Knowing when a health problem is a serious concern can be a tough call. This makes it a little easier.

Dr. Eric Barchas

For several years I have worked as an emergency veterinarian. As the title implies, that means I treat emergencies. But what is a veterinary emergency anyway? How can you tell whether your dog is suffering from an emergency that requires urgent treatment at 1:00 am, or whether your dog’s problem is something that can wait until the morning?

This article will discuss several of the most serious and common veterinary emergencies. It is by no means exhaustive — there are far too many different types of true emergencies to list them all, and there are emergencies that can’t even be imagined before they happen. (If you doubt that, then I urge you to read my story about the dog who put his life at risk by eating a fake breast.)

Many emergencies are not subtle — collapse, paralysis, and hemorrhagic diarrhea come to mind. However, some urgently life-threatening problems, such as bloat, can start with symptoms that don’t seem like a big deal at first.

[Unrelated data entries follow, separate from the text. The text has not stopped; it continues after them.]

pub mod connect;
pub mod help;
pub mod list;
pub mod registry;
pub mod search;
pub mod updates;
pub mod utility;

use serenity::model::channel::{Channel, Message};
use serenity::prelude::Context;

use self::registry::{CommandRegistry, ModuleContainer};

/// Builds the full command registry from every module, in the order their
/// commands appear in the generated help.
pub fn build_registry() -> anyhow::Result<CommandRegistry> {
    ModuleContainer::new()
        .add(utility::UtilityModule)
        .add(search::SearchModule)
        .add(list::ListModule)
        .add(updates::UpdatesModule)
        .into_registry()
}

/// Whether the message's channel is flagged for adult content. DM channels
/// carry no such flag, so they never qualify.
pub(crate) async fn channel_allows_adult(ctx: &Context, msg: &Message) -> bool {
    match msg.channel(ctx).await {
        Ok(Channel::Guild(channel)) => channel.nsfw,
        _ => false,
    }
}
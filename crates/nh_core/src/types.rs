use chrono::{DateTime, Utc};
use serde::{Deserialize, Serialize};
use std::fmt;
use std::str::FromStr;

use crate::Error;

/// Label shown for the default category until the user picks another one.
pub const DEFAULT_CATEGORY_NAME: &str = "Tổng hợp";

#[derive(Debug, Clone, PartialEq, Eq, Default, Serialize, Deserialize)]
pub struct Source {
    pub id: Option<String>,
    pub name: String,
}

#[derive(Debug, Clone, PartialEq, Serialize, Deserialize)]
#[serde(rename_all = "camelCase")]
pub struct Article {
    #[serde(default)]
    pub source: Source,
    pub author: Option<String>,
    pub title: String,
    pub description: Option<String>,
    pub url: String,
    pub url_to_image: Option<String>,
    pub published_at: DateTime<Utc>,
    pub content: Option<String>,
}

#[derive(Debug, Clone, PartialEq, Default, Serialize, Deserialize)]
#[serde(rename_all = "camelCase")]
pub struct ArticleList {
    #[serde(default)]
    pub status: String,
    #[serde(default)]
    pub total_results: u64,
    #[serde(default)]
    pub articles: Vec<Article>,
}

impl ArticleList {
    pub fn new(articles: Vec<Article>) -> Self {
        Self {
            status: "ok".to_string(),
            total_results: articles.len() as u64,
            articles,
        }
    }

    pub fn is_empty(&self) -> bool {
        self.articles.is_empty()
    }
}

#[derive(Debug, Clone, Copy, PartialEq, Eq, Hash, Default)]
pub enum Category {
    #[default]
    General,
    Business,
    Entertainment,
    Health,
    Science,
    Sports,
    Technology,
}

impl Category {
    pub const ALL: [Category; 7] = [
        Category::General,
        Category::Business,
        Category::Entertainment,
        Category::Health,
        Category::Science,
        Category::Sports,
        Category::Technology,
    ];

    pub fn code(&self) -> &'static str {
        match self {
            Category::General => "general",
            Category::Business => "business",
            Category::Entertainment => "entertainment",
            Category::Health => "health",
            Category::Science => "science",
            Category::Sports => "sports",
            Category::Technology => "technology",
        }
    }
}

impl fmt::Display for Category {
    fn fmt(&self, f: &mut fmt::Formatter<'_>) -> fmt::Result {
        f.write_str(self.code())
    }
}

impl FromStr for Category {
    type Err = Error;

    fn from_str(s: &str) -> Result<Self, Self::Err> {
        Category::ALL
            .into_iter()
            .find(|c| c.code() == s)
            .ok_or_else(|| Error::InvalidCategory(s.to_string()))
    }
}

#[derive(Debug, Clone, Copy, PartialEq, Eq, Hash, Default)]
pub enum Country {
    #[default]
    Us,
    Jp,
    Ar,
    Au,
    Ca,
    Fr,
    Cn,
    Hk,
    Id,
    Ie,
    In,
    It,
    Gb,
}

impl Country {
    /// Countries in the order the header lists them.
    pub const ALL: [Country; 13] = [
        Country::Us,
        Country::Jp,
        Country::Ar,
        Country::Au,
        Country::Ca,
        Country::Fr,
        Country::Cn,
        Country::Hk,
        Country::Id,
        Country::Ie,
        Country::In,
        Country::It,
        Country::Gb,
    ];

    pub fn code(&self) -> &'static str {
        match self {
            Country::Us => "us",
            Country::Jp => "jp",
            Country::Ar => "ar",
            Country::Au => "au",
            Country::Ca => "ca",
            Country::Fr => "fr",
            Country::Cn => "cn",
            Country::Hk => "hk",
            Country::Id => "id",
            Country::Ie => "ie",
            Country::In => "in",
            Country::It => "it",
            Country::Gb => "gb",
        }
    }

    pub fn name(&self) -> &'static str {
        match self {
            Country::Us => "Hoa Kỳ",
            Country::Jp => "Nhật Bản",
            Country::Ar => "Argentina",
            Country::Au => "Australia",
            Country::Ca => "Canada",
            Country::Fr => "Pháp",
            Country::Cn => "Trung Quốc",
            Country::Hk => "Hồng Kông",
            Country::Id => "Indonesia",
            Country::Ie => "Ireland",
            Country::In => "Ấn độ",
            Country::It => "Italia",
            Country::Gb => "Anh",
        }
    }
}

impl fmt::Display for Country {
    fn fmt(&self, f: &mut fmt::Formatter<'_>) -> fmt::Result {
        f.write_str(self.code())
    }
}

impl FromStr for Country {
    type Err = Error;

    fn from_str(s: &str) -> Result<Self, Self::Err> {
        Country::ALL
            .into_iter()
            .find(|c| c.code() == s)
            .ok_or_else(|| Error::InvalidCountry(s.to_string()))
    }
}

#[derive(Debug, Clone, PartialEq, Eq)]
pub struct CategorySelection {
    pub category: Category,
    pub display_name: String,
}

impl Default for CategorySelection {
    fn default() -> Self {
        Self {
            category: Category::default(),
            display_name: DEFAULT_CATEGORY_NAME.to_string(),
        }
    }
}

#[derive(Debug, Clone, Copy, PartialEq, Eq, Default)]
pub struct CountrySelection {
    pub country: Country,
}

/// A trimmed, non-empty search term.
#[derive(Debug, Clone, PartialEq, Eq, Hash)]
pub struct SearchQuery(String);

impl SearchQuery {
    /// Returns `None` when the input is blank after trimming.
    pub fn parse(raw: &str) -> Option<Self> {
        let term = raw.trim();
        if term.is_empty() {
            None
        } else {
            Some(Self(term.to_string()))
        }
    }

    pub fn as_str(&self) -> &str {
        &self.0
    }
}

impl fmt::Display for SearchQuery {
    fn fmt(&self, f: &mut fmt::Formatter<'_>) -> fmt::Result {
        f.write_str(&self.0)
    }
}
use nh_core::{Article, ArticleStore};
use std::sync::{Mutex, MutexGuard, PoisonError};

#[derive(Debug, Clone, Default, PartialEq)]
pub struct DisplaySnapshot {
    pub category_articles: Vec<Article>,
    pub articles: Vec<Article>,
    pub article: Option<Article>,
    pub search_mode: bool,
    pub category_name: Option<String>,
}

/// In-process article store shared by the header and the page views.
#[derive(Debug, Default)]
pub struct DisplayStore {
    state: Mutex<DisplaySnapshot>,
}

impl DisplayStore {
    pub fn new() -> Self {
        Self::default()
    }

    pub fn snapshot(&self) -> DisplaySnapshot {
        self.lock().clone()
    }

    fn lock(&self) -> MutexGuard<'_, DisplaySnapshot> {
        self.state.lock().unwrap_or_else(PoisonError::into_inner)
    }
}

impl ArticleStore for DisplayStore {
    fn set_article_category(&self, articles: Vec<Article>) {
        self.lock().category_articles = articles;
    }

    fn set_articles(&self, articles: Vec<Article>) {
        self.lock().articles = articles;
    }

    fn set_article(&self, article: Article) {
        self.lock().article = Some(article);
    }

    fn set_search_mode(&self, enabled: bool) {
        self.lock().search_mode = enabled;
    }

    fn set_category_name(&self, name: &str) {
        self.lock().category_name = Some(name.to_string());
    }
}
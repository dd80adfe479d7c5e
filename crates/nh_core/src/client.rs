use async_trait::async_trait;
use crate::types::ArticleList;
use crate::Result;

#[async_trait]
pub trait NewsClient: Send + Sync {
    /// Full-text search across all sources
    async fn search(&self, term: &str) -> Result<ArticleList>;

    /// Top headlines for a category within a country
    async fn get_news_by_category_and_country(
        &self,
        category: &str,
        country: &str,
    ) -> Result<ArticleList>;

    /// Best-effort notification that the current search has been abandoned
    fn reset_search(&self) {}
}
use async_trait::async_trait;
use nh_core::{ArticleList, Error, NewsClient, Result};
use reqwest::Client;
use serde::Deserialize;
use std::sync::{Mutex, PoisonError};
use std::time::Duration;
use tracing::{debug, info};
use url::Url;

pub const DEFAULT_BASE_URL: &str = "https://newsapi.org/v2";

#[derive(Deserialize)]
struct ApiError {
    #[serde(default)]
    code: Option<String>,
    #[serde(default)]
    message: Option<String>,
}

/// NewsAPI-compatible retrieval client.
#[derive(Debug)]
pub struct HttpNewsClient {
    client: Client,
    base_url: Url,
    api_key: Option<String>,
    last_search: Mutex<Option<String>>,
}

impl HttpNewsClient {
    pub fn new(base_url: &str, api_key: Option<String>) -> Result<Self> {
        let base_url = Url::parse(base_url.trim_end_matches('/'))
            .map_err(|e| Error::Config(format!("Invalid base URL {}: {}", base_url, e)))?;
        if base_url.cannot_be_a_base() {
            return Err(Error::Config(format!("Base URL cannot carry paths: {}", base_url)));
        }

        let client = Client::builder()
            .user_agent(concat!("nh/", env!("CARGO_PKG_VERSION")))
            .connect_timeout(Duration::from_secs(10))
            .build()?;

        Ok(Self {
            client,
            base_url,
            api_key,
            last_search: Mutex::new(None),
        })
    }

    /// Term of the search still considered current, if any.
    pub fn last_search(&self) -> Option<String> {
        self.last_search.lock().unwrap_or_else(PoisonError::into_inner).clone()
    }

    fn endpoint(&self, path: &str, query: &[(&str, &str)]) -> Url {
        let mut url = self.base_url.clone();
        // Checked in new()
        if let Ok(mut segments) = url.path_segments_mut() {
            segments.pop_if_empty().push(path);
        }
        url.query_pairs_mut().extend_pairs(query);
        url
    }

    async fn fetch(&self, url: Url) -> Result<ArticleList> {
        debug!("GET {}", url.path());
        let mut request = self.client.get(url);
        if let Some(key) = &self.api_key {
            request = request.header("X-Api-Key", key);
        }

        let response = request.send().await?;
        let status = response.status();
        if !status.is_success() {
            let body = response.text().await.unwrap_or_default();
            let message = serde_json::from_str::<ApiError>(&body)
                .ok()
                .and_then(|e| e.message.or(e.code))
                .unwrap_or(body);
            return Err(Error::Status { status: status.as_u16(), message });
        }

        let body = response.text().await?;
        let value: serde_json::Value = serde_json::from_str(&body)?;
        if value.get("status").and_then(|s| s.as_str()) == Some("error") {
            let error: ApiError = serde_json::from_value(value)?;
            return Err(Error::Fetch(
                error.message.or(error.code).unwrap_or_else(|| "unknown API error".to_string()),
            ));
        }

        Ok(serde_json::from_value(value)?)
    }
}

#[async_trait]
impl NewsClient for HttpNewsClient {
    async fn search(&self, term: &str) -> Result<ArticleList> {
        *self.last_search.lock().unwrap_or_else(PoisonError::into_inner) = Some(term.to_string());
        let list = self.fetch(self.endpoint("everything", &[("q", term)])).await?;
        info!("🔍 Search for {:?} returned {} articles", term, list.articles.len());
        Ok(list)
    }

    async fn get_news_by_category_and_country(
        &self,
        category: &str,
        country: &str,
    ) -> Result<ArticleList> {
        let url = self.endpoint("top-headlines", &[("category", category), ("country", country)]);
        let list = self.fetch(url).await?;
        info!("📰 {}/{} returned {} articles", category, country, list.articles.len());
        Ok(list)
    }

    fn reset_search(&self) {
        if let Some(term) = self.last_search.lock().unwrap_or_else(PoisonError::into_inner).take() {
            debug!("Search for {:?} reset", term);
        }
    }
}
pub mod config;
pub mod display;
pub mod header;
pub mod navigator;
pub mod reset;
pub mod router;
pub mod search;
pub mod testing;

pub use config::{HeaderConfig, DEFAULT_DEBOUNCE};
pub use display::{DisplaySnapshot, DisplayStore};
pub use header::{Header, HeaderHandle};
pub use navigator::CategoryNavigator;
pub use reset::{ResetBroadcastListener, ResetBus, ResetSignal};
pub use router::HistoryRouter;
pub use search::SearchCoordinator;

pub mod prelude {
    pub use super::{CategoryNavigator, Header, HeaderConfig, ResetBus, SearchCoordinator};
    pub use nh_core::{Article, ArticleList, Category, Country, Error, Result};
}
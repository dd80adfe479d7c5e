pub mod http;

pub use http::{HttpNewsClient, DEFAULT_BASE_URL};

pub mod prelude {
    pub use super::HttpNewsClient;
    pub use nh_core::{ArticleList, NewsClient, Result, Error};
}
use nh_core::{Error, Result};
use std::fmt::Debug;
use std::path::Path;
use std::sync::Arc;

pub mod backends;
pub mod preferences;

pub use backends::*;
pub use preferences::PersistentPreferences;

/// Durable string-to-string map. Reads and writes are synchronous and never expire.
pub trait KeyValueStore: Debug + Send + Sync {
    fn get(&self, key: &str) -> Result<Option<String>>;
    fn set(&self, key: &str, value: &str) -> Result<()>;
}

pub fn create_store(kind: &str, path: Option<&Path>) -> Result<Arc<dyn KeyValueStore>> {
    match kind {
        "memory" => Ok(Arc::new(MemoryStore::new())),
        "file" => {
            let path = path
                .ok_or_else(|| Error::Config("file storage requires a path".to_string()))?;
            Ok(Arc::new(FileStore::open(path)?))
        }
        other => Err(Error::Config(format!("Unknown storage backend: {}", other))),
    }
}

pub mod prelude {
    pub use super::backends::*;
    pub use super::{KeyValueStore, PersistentPreferences};
}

Several critical emergencies will be described below. If something seems wrong with your dog that does not seem to fit into any of the descriptions, there are some basic guidelines you can follow to assess the urgency of the situation.

First, check your dog’s gums. The gums give a great deal of information about circulation, blood oxygenation, shock, and hemorrhage. The gums normally should be pink and moist; when pressed gently with a finger, the pressed-upon portion should flash white and then turn pink within a second or two. Pale, blue, grey, or red gums signal trouble. It is best to check your dog’s gums regularly when he is not in distress, so that you can know what they normally look like. If your dog seems not well and you discover a difference in gum coloration, then he should receive treatment.

Second, remember that veterinarians — whether they work at emergency practices or at general practices — have telephones. If you’re wondering whether your dog needs treatment, call a vet to describe the situation. The vet should be able to help you decide whether the situation is urgent.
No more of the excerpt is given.